Matthew Hoffman (SEAS ‘03) a researcher at Google

Predicting Topics by Extracting Patterns Among Words

Blei developed topic modeling, a statistical technique he called Latent Dirichlet Allocation, or LDA, as a grad student at the University of California, Berkeley. LDA allowed an algorithm to ingest an archive of, say, news articles, and sort them into topics like sports, health, politics, and health without any prior knowledge of those subjects. The algorithm could extract broad themes by finding statistical patterns among the words themselves. 

Topic modeling was as effective at parsing news stories as it was products; replacing documents with customers, for example, and words with products, the algorithm might discover “art supplies” as a topic, divided into themes like paint, paintbrushes, and colored pencils. “The magical thing about topic modeling is that it finds this structure without being given any hints or deep knowledge about English or any other language,” said Hoffman (SEAS ‘03) now a researcher at Google.

Archive of the Yale Law Journal analyzed with topic modeling algorithms

A Faster Way to Sift Through Massive Datasets

From its debut in 2003, topic modeling had an enormous impact. But as datasets grew larger, the algorithm struggled. Blei and Bach were discussing the problem one night at a bar, when they realized that stochastic optimization, an idea introduced decades earlier by statistics professor Herbert Robbins could provide a work around.

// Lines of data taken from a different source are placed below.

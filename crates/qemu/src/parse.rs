use snapmaker_core::SnapshotRecord;

/// Parses the table printed by `qemu-img snapshot -l`:
///
/// ```text
/// Snapshot list:
/// ID        TAG               VM SIZE                DATE     VM CLOCK     ICOUNT
/// 1         clean-install         0 B 2024-01-15 10:30:00 00:00:00.000          0
/// ```
///
/// A row counts only if it has at least five fields and the first is an
/// integer, which drops the banner, the header and blank lines.
///
/// Fields are taken by position, matching older `qemu-img` versions that
/// print the VM size as one token ("10G"). Newer versions print two tokens
/// ("0 B"), which shifts the columns: for the row above the size label is
/// `"0"` and `created_at` is `"B 2024-01-15"`, with the time dropped.
pub fn parse_snapshot_list(output: &str) -> Vec<SnapshotRecord> {
    output.lines().filter_map(parse_row).collect()
}

fn parse_row(line: &str) -> Option<SnapshotRecord> {
    let fields: Vec<&str> = line.split_whitespace().collect();
    if fields.len() < 5 || fields[0].parse::<i64>().is_err() {
        return None;
    }
    Some(SnapshotRecord {
        id: fields[0].to_string(),
        tag: fields[1].to_string(),
        disk_size_label: fields[2].to_string(),
        created_at: format!("{} {}", fields[3], fields[4]),
    })
}
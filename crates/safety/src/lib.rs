#[derive(Debug, Clone, Default)]
pub struct ConfirmContext {
    pub assume_yes: bool,
    pub confirmation: Option<String>,
}

#[derive(Debug, Clone, PartialEq, Eq)]
pub enum SafetyDecision {
    Allow,
    Deny(String),
}

/// Snapshot operations that lose data and therefore need confirmation.
#[derive(Debug, Clone, Copy, PartialEq, Eq)]
pub enum Destructive {
    /// Removes the snapshot for good.
    Delete,
    /// Overwrites the live disk with the snapshot.
    Restore,
}

impl Destructive {
    pub fn verb(self) -> &'static str {
        match self {
            Destructive::Delete => "delete",
            Destructive::Restore => "restore",
        }
    }
}

/// Allows `op` on snapshot `tag` when `assume_yes` is set or the tag was
/// typed back exactly. Surrounding whitespace in the typed text is ignored.
pub fn can_proceed(ctx: &ConfirmContext, op: Destructive, tag: &str) -> SafetyDecision {
    if ctx.assume_yes {
        return SafetyDecision::Allow;
    }

    let Some(typed) = &ctx.confirmation else {
        return SafetyDecision::Deny(format!("Denied: {} requires confirmation", op.verb()));
    };
    if typed.trim() != tag {
        return SafetyDecision::Deny(format!(
            "Denied: confirmation does not match snapshot tag '{}'",
            tag
        ));
    }

    SafetyDecision::Allow
}

pub fn can_restore(ctx: &ConfirmContext, tag: &str) -> SafetyDecision {
    can_proceed(ctx, Destructive::Restore, tag)
}

pub fn can_delete(ctx: &ConfirmContext, tag: &str) -> SafetyDecision {
    can_proceed(ctx, Destructive::Delete, tag)
}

In a groundbreaking paper published in 1951, just before coming to Columbia, Robbins explained how an optimization problem could be solved by estimating the gradient through randomized approximation, a methodology now called stochastic optimization. The technique was later used to efficiently approximate gradients in a sea of data points. Rather than calculate the gradient precisely, using all of the data, the optimizer repeatedly samples a subset of the data to get a rough estimate much faster. 

Stochastic optimization today underlies much of modern AI, enabling complex models like deep neural networks to quickly fit to massive datasets. Back in the early aughts, however, stochastic optimization was still finding its way into big models. At the time, Bach was using stochastic optimization to fill in pixels missing from images in computer vision models. 

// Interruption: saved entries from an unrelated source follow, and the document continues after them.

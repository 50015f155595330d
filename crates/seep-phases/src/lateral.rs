//! Lateral equalization: liquid that cannot fall spreads sideways.

use seep_grid::Grid;
use seep_phase::Phase;

pub(crate) const NAME: &str = "lateral_equalization";

/// Share of a fill difference moved towards a lower neighbour per tick.
/// Dividing by three damps the exchange so neighbours converge instead of
/// oscillating.
pub const DAMPING: f64 = 3.0;

/// Spreads liquid left and right where it cannot fall any further.
///
/// Applies to a liquid cell whose downward escape is blocked: it sits on
/// the bottom row, on a solid, or on a cell already holding at least as
/// much fill. Each horizontal liquid neighbour holding strictly less then
/// receives `(source − neighbour) / 3`. A near-empty source (below the
/// emptiness threshold) compares against 0 instead of the neighbour's fill,
/// as does any gas neighbour; gas neighbours still never receive liquid.
///
/// Both sides are computed against the same frozen snapshot and both may
/// fire in one tick.
#[derive(Clone, Copy, Debug, Default)]
pub struct LateralEqualization;

fn blocked_below(input: &Grid, index: usize) -> bool {
    let cells = input.cells();
    match input.below(index) {
        None => true,
        Some(b) => cells[b].is_solid() || cells[b].fill >= cells[index].fill,
    }
}

impl Phase for LateralEqualization {
    fn name(&self) -> &str {
        NAME
    }

    fn apply(&self, input: &Grid, working: &mut Grid) {
        let cells = input.cells();
        for (i, source) in cells.iter().enumerate() {
            if !source.is_liquid() || !blocked_below(input, i) {
                continue;
            }
            for (_, n) in input.horizontal_neighbours(i) {
                let neighbour = &cells[n];
                let compared = if neighbour.is_gas() || source.is_effectively_empty() {
                    0.0
                } else {
                    neighbour.fill
                };
                if !neighbour.is_liquid() || compared >= source.fill {
                    continue;
                }
                let moved = (source.fill - compared) / DAMPING;
                let out = working.cells_mut();
                out[i].fill -= moved;
                out[n].fill += moved;
            }
        }
    }
}
//! Seep Quickstart: a small tank built with the brush, run in the terminal.
//!
//! Demonstrates:
//!   1. Building a WorldConfig and Simulation
//!   2. Driving a Brush with pointer and key events
//!   3. Stepping at the configured frame interval, reading receipts and metrics
//!   4. Rendering the grid as text and resetting
//!
//! Run with:
//!   RUST_LOG=debug cargo run --example quickstart

use std::thread;
use std::time::{Duration, Instant};

use seep_core::{CellKind, Edit};
use seep_engine::{render_text, Brush, InputEvent, Simulation, WorldConfig};

// ─── Tank parameters ────────────────────────────────────────────

const ROWS: u32 = 12;
const COLS: u32 = 20;
const CELL: u32 = 10;
const TICKS: u32 = 120;

/// Pixel centre of cell `(row, col)`.
fn centre(row: u32, col: u32) -> (i32, i32) {
    ((col * CELL + CELL / 2) as i32, (row * CELL + CELL / 2) as i32)
}

/// Feed a held-button drag through the brush.
fn drag(brush: &mut Brush, cells: impl IntoIterator<Item = (u32, u32)>) -> Vec<Edit> {
    cells
        .into_iter()
        .filter_map(|(r, c)| {
            let (x, y) = centre(r, c);
            brush.handle(InputEvent::Motion { x, y, held: true })
        })
        .collect()
}

/// Sleep out the rest of a frame that began at `started`.
fn pace(frame: Duration, started: Instant) {
    thread::sleep(frame.saturating_sub(started.elapsed()));
}

// ─── Main ───────────────────────────────────────────────────────

fn main() -> Result<(), Box<dyn std::error::Error>> {
    env_logger::init();
    println!("=== Seep Quickstart ===\n");

    let config = WorldConfig {
        rows: ROWS,
        cols: COLS,
        cell_size: CELL,
        ..WorldConfig::default()
    };
    let frame = config.frame_interval;
    let mut brush = Brush::from_config(&config);
    let mut world = Simulation::new(config)?;
    println!("Phases: {:?}", world.pipeline().names());
    println!("Order-dependent: {:?}\n", world.pipeline().order_dependent());

    // Tank: floor, two walls and a shelf, painted in solid.
    let mut edits = drag(&mut brush, (0..COLS).map(|c| (ROWS - 1, c)));
    edits.extend(drag(&mut brush, (4..ROWS).map(|r| (r, 0))));
    edits.extend(drag(&mut brush, (4..ROWS).map(|r| (r, COLS - 1))));
    edits.extend(drag(&mut brush, (1..8).map(|c| (6, c))));

    // Liquid poured onto the shelf.
    brush.handle(InputEvent::CycleKind);
    edits.extend(drag(&mut brush, (2..6).map(|c| (2, c))));

    // A gas pocket under the shelf.
    brush.handle(InputEvent::CycleKind);
    edits.extend(drag(&mut brush, (9..11).map(|r| (r, 3))));

    let result = world.step_sync(edits);
    let applied = result.receipts.iter().filter(|r| r.accepted).count();
    println!("Applied {applied} edits at tick {}", world.current_tick());

    for _ in 1..TICKS {
        let started = Instant::now();
        let result = world.step_sync(Vec::new());
        if result.metrics.total_us > 1_000 {
            println!("slow tick: {:?}", result.metrics.phase_us);
        }
        pace(frame, started);
    }

    let m = world.last_metrics();
    println!(
        "\nTick {}: liquid {:.3}, gas {:.3}, total {:.3}",
        world.current_tick(),
        world.grid().fill_of(CellKind::Liquid),
        world.grid().fill_of(CellKind::Gas),
        m.total_fill
    );
    println!("{}", render_text(world.grid()));

    // Erase part of the shelf and let it drain.
    brush.handle(InputEvent::ToggleErase);
    let edits = drag(&mut brush, [(6, 6), (6, 7)]);
    for tick in 0..TICKS {
        let started = Instant::now();
        let edits = if tick == 0 { edits.clone() } else { Vec::new() };
        world.step_sync(edits);
        pace(frame, started);
    }
    println!("\nAfter opening the shelf (tick {}):", world.current_tick());
    println!("{}", render_text(world.grid()));

    world.reset();
    println!("\nReset, tick: {}", world.current_tick());
    println!("Done.");
    Ok(())
}
//! Simulation world for the Seep fluid automaton.
//!
//! [`Simulation`] owns the grid, the phase pipeline and the pending-edit
//! queue, and advances one tick per [`step_sync()`](Simulation::step_sync)
//! call. Around it sit the pieces a driver needs: [`WorldConfig`] for
//! sizing, [`Brush`] for turning pointer and key input into edits, and
//! [`Painter`] / [`render_text`] for turning grid state into something
//! visible. None of these touch a window or an event loop.

#![deny(missing_docs)]
#![deny(rustdoc::broken_intra_doc_links)]
#![forbid(unsafe_code)]

pub mod config;
pub mod editor;
pub mod ingress;
pub mod metrics;
pub mod paint;
pub mod world;

pub use config::{ConfigError, WorldConfig};
pub use editor::{Brush, InputEvent};
pub use ingress::EditQueue;
pub use metrics::StepMetrics;
pub use paint::{render_text, FillMode, Painter, Palette, Rect, Rgb};
pub use world::{Simulation, StepResult};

When Bach, Blei, and Hoffman, who was Blei’s grad student at the time, combined stochastic optimization and topic modeling, they discovered their algorithm could fit a model with millions of data points — be they New York Times stories, emails, or variants in thousands of human genomes. Stochastic optimization has been so pivotal in AI, said Blei, that four of the last five Test of Time papers at NeurIPS have hinged on it. 

“The real test-of-time winner is Herb Robbins,” he said.

The ability to scale topic models soon led to another innovation: stochastic variational inference. In a highly cited followup paper, Hoffman and Blei, with co-authors Chong Wong and John Paisley, now a professor at Columbia Engineering, showed how stochastic variational inference could take the stochastic optimization algorithm they had applied to topic modeling and generalize it to a wide range of models. 

Stochastic optimization plus variational inference has been used to scale recommendation systems and the analysis of social networks, genetic data, and other huge datasets. It has also inspired entirely new types of machine learning models, including deep generative models. 

Online LDA was the "precursor not just to the stochastic variational inference paper, but to machine learning models that can learn analogs of ‘topics’ for data like images and robot motions,” said Jacob Andreas, a computer scientist at MIT who was not involved in the research. “What’s also always impressed me about this whole line of work on topic modeling is how many researchers in the humanities and social sciences are using it.”